Patrick was part of her family’s Irish heritage, something Sr Rose learned about from family history.
It was also because of a relationship Sr Rose developed in the past 12 months with St Patrick.
“(Building) an understanding of the situation in Ireland, where (St Patrick) had to take some courageous steps in a land where he didn’t speak the lingo,” Mr Webb said.
“(He) managed to form people in the faith in such a way that Ireland became a strong point of the faith for 1500 years after that.”
A link to her spiritual twin
And Patrick was also a link to her “spiritual twin”, her younger brother Nathan Patrick Webb, who is in his fourth year at Holy Spirit Seminary, Banyo.
“She now calls him her spiritual twin,” Mr Webb said.
Both Nathan and Sr Rose attribute their vocations in no small part to Toowoomba’s Sacred Heart Parish and to former parish priest and long-time family friend Fr James Byrne.
Mr Webb said his daughter was always interested in a religious life.

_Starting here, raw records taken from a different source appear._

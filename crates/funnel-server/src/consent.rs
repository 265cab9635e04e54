//! Consent metadata captured from the incoming request

use axum::http::HeaderMap;
use chrono::Utc;
use funnel_core::ConsentMetadata;
use woothee::parser::Parser;

/// Placeholder for parts of the user agent that could not be identified
const UNKNOWN: &str = "N/D";

/// What the parser reports for a part it could not identify
const PARSER_UNKNOWN: &str = "UNKNOWN";

/// Raw user agent recorded when the header is absent
const MISSING_USER_AGENT: &str = "desconocido";

const FALLBACK_IP: &str = "0.0.0.0";

/// Caller IP: first `x-forwarded-for` hop, else `x-real-ip`
pub fn client_ip(headers: &HeaderMap) -> String {
    let header = |name: &str| {
        headers
            .get(name)
            .and_then(|v| v.to_str().ok())
            .map(str::trim)
            .filter(|v| !v.is_empty())
    };

    header("x-forwarded-for")
        .and_then(|chain| chain.split(',').next())
        .map(str::trim)
        .filter(|ip| !ip.is_empty())
        .or_else(|| header("x-real-ip"))
        .unwrap_or(FALLBACK_IP)
        .to_string()
}

/// Consent evidence for a registration arriving now
pub fn consent_metadata(headers: &HeaderMap, medium: &str) -> ConsentMetadata {
    let raw = headers
        .get(axum::http::header::USER_AGENT)
        .and_then(|v| v.to_str().ok())
        .filter(|v| !v.trim().is_empty())
        .unwrap_or(MISSING_USER_AGENT);

    ConsentMetadata {
        accepted_at: Utc::now(),
        ip: client_ip(headers),
        user_agent: describe_user_agent(raw),
        medium: medium.to_string(),
    }
}

/// In-app browsers reported by their host app rather than the engine
const IN_APP: [(&str, &str); 5] = [
    ("Instagram ", "Instagram"),
    ("FBAV/", "Facebook"),
    ("FBAN/", "Facebook"),
    ("WhatsApp/", "WhatsApp"),
    ("YaBrowser/", "Yandex"),
];

/// Short descriptor such as `Chrome 141.0.0.0 (Windows 10)`
pub fn describe_user_agent(raw: &str) -> String {
    let parsed = Parser::new().parse(raw);
    let known = |value: &str| (value != PARSER_UNKNOWN && !value.is_empty()).then(|| value.to_string());

    let (browser, browser_version) = match in_app(raw) {
        Some(app) => app,
        None => parsed.as_ref().map_or((None, None), |ua| (known(&*ua.name), known(&*ua.version))),
    };
    let (os, os_version) = parsed.as_ref().map_or((None, None), |ua| {
        let os = known(&*ua.os).map(|os| match os.as_str() {
            "iPhone" | "iPad" | "iPod" => "iOS".to_string(),
            _ => os,
        });
        // Windows names already carry the release; the NT number adds nothing
        let version = known(&*ua.os_version).filter(|v| !v.starts_with("NT "));
        (os, version)
    });

    format!(
        "{} ({})",
        join(browser.as_deref(), browser_version.as_deref()),
        join(os.as_deref(), os_version.as_deref())
    )
}

fn in_app(raw: &str) -> Option<(Option<String>, Option<String>)> {
    IN_APP.iter().find_map(|(token, app)| {
        let start = raw.find(token)? + token.len();
        let version: String = raw[start..]
            .chars()
            .take_while(|c| c.is_ascii_digit() || *c == '.')
            .collect();
        Some((Some((*app).to_string()), Some(version).filter(|v| !v.is_empty())))
    })
}

fn join(name: Option<&str>, version: Option<&str>) -> String {
    match (name, version) {
        (Some(name), Some(version)) => format!("{name} {version}"),
        (Some(name), None) => name.to_string(),
        (None, _) => UNKNOWN.to_string(),
    }
}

“(Sr Rose) in 2008 met the Sisters of Life at World Youth Day, and she would’ve been 12 or 13 at that time,” he said.
“From then on she’s been very clear that the Sisters of Life are her calling.”

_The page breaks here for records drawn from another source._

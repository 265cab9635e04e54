//! JSON error replies
//!
//! Routes answer in one of two shapes: registration and checkout routes use
//! `{resultado: "error", mensaje}`, activation and status routes use
//! `{ok: false, error}`.

use axum::Json;
use axum::http::StatusCode;
use axum::response::{IntoResponse, Response};
use serde_json::{Value, json};

#[derive(Debug)]
pub struct ApiError {
    pub status: StatusCode,
    pub body: Value,
}

impl ApiError {
    pub fn new(status: StatusCode, body: Value) -> Self {
        Self { status, body }
    }

    /// `{resultado: "error", mensaje}`
    pub fn resultado(status: StatusCode, mensaje: impl Into<String>) -> Self {
        Self::new(status, json!({ "resultado": "error", "mensaje": mensaje.into() }))
    }

    /// `{ok: false, error}`
    pub fn not_ok(status: StatusCode, error: impl Into<String>) -> Self {
        Self::new(status, json!({ "ok": false, "error": error.into() }))
    }

    /// Add a `detalle` field for server-side diagnosis
    pub fn with_detail(mut self, detail: impl Into<String>) -> Self {
        if let Value::Object(map) = &mut self.body {
            map.insert("detalle".into(), Value::String(detail.into()));
        }
        self
    }

    /// Mirror an upstream reply; out-of-range codes become 502
    pub fn upstream(status: u16, body: Value) -> Self {
        let status = StatusCode::from_u16(status)
            .ok()
            .filter(|s| s.is_client_error() || s.is_server_error())
            .unwrap_or(StatusCode::BAD_GATEWAY);
        Self::new(status, body)
    }
}

impl IntoResponse for ApiError {
    fn into_response(self) -> Response {
        (self.status, Json(self.body)).into_response()
    }
}

#[cfg(test)]
mod tests {
    use super::*;

    #[test]
    fn test_resultado_shape() {
        let err = ApiError::resultado(StatusCode::BAD_REQUEST, "Falta nombre").with_detail("x");
        assert_eq!(err.status, StatusCode::BAD_REQUEST);
        assert_eq!(err.body, json!({"resultado": "error", "mensaje": "Falta nombre", "detalle": "x"}));
    }

    #[test]
    fn test_upstream_status_is_kept_when_an_error() {
        assert_eq!(ApiError::upstream(422, json!({})).status, StatusCode::UNPROCESSABLE_ENTITY);
        assert_eq!(ApiError::upstream(200, json!({})).status, StatusCode::BAD_GATEWAY);
        assert_eq!(ApiError::upstream(42, json!({})).status, StatusCode::BAD_GATEWAY);
    }
}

Occasionally the Webb family get in touch with Sr Rose and hear of the many “little miracles” of her religious life.
Mr Webb said one day a young woman came into the convent Sr Rose was at, and the visitor was distressed because she was expecting twins.
“It was a very awkward situation socially, economically and … interestingly enough the tipping point, the focal point, was that she didn’t have a double pram.
“And there were a whole lot of other things that were arguably much more important at the time.
“But that was the one that was really tipping the bucket for her.”
The young lady showed the sisters a picture of a double pram she had seen in a magazine and asked if they’d seen or heard of anywhere she could get one.
“The sisters were on their way to Morning Prayer and included that lady in their intentions, and they got out of Morning Prayer and there was a pram donated to them that morning,” Mr Webb said.
“And it was actually the same brand, almost identical, to what the lady had showed in the picture. It’s just remarkable.”
Mr Webb said when Sr Rose talked to him and the family, she could cite one miracle after the other.
He said there was something every day that happened as an answer to a prayer.
“It’s just amazing to me the sisters are out there in the world in real and practical and tangible ways but they’re still very much rooted in relying on God to provide,” he said.
Mr Webb said the family, the parish and friends in Toowoomba missed her, especially the joy she brought to others.
“She’s sorely missed in the local community but nobody begrudges the fact that she’s tailor-made for the calling she’s got with the Sisters of Life,” Mr Webb said.
Learning like Martha and Mary
Towards the future, he said it was reminiscent of the recent Gospel passage of Martha and Mary.
He said in the next 12 months she was going to be like Mary, at the foot of Jesus and taking in the spiritual formation.
The following 12 months would be like Martha, the more practical and hands-on formation work, he said.
The Sisters of Life charism is to protect and enhance the sacredness of every human life, and at the heart of this is a spiritual motherhood.
Cardinal O’Connor said the Sisters of Life existed to mother the mothers of the unborn and mother the unborn; to mother all those who were frail, vulnerable, ill and in danger of being put to death; and those whose lives the world considered useless.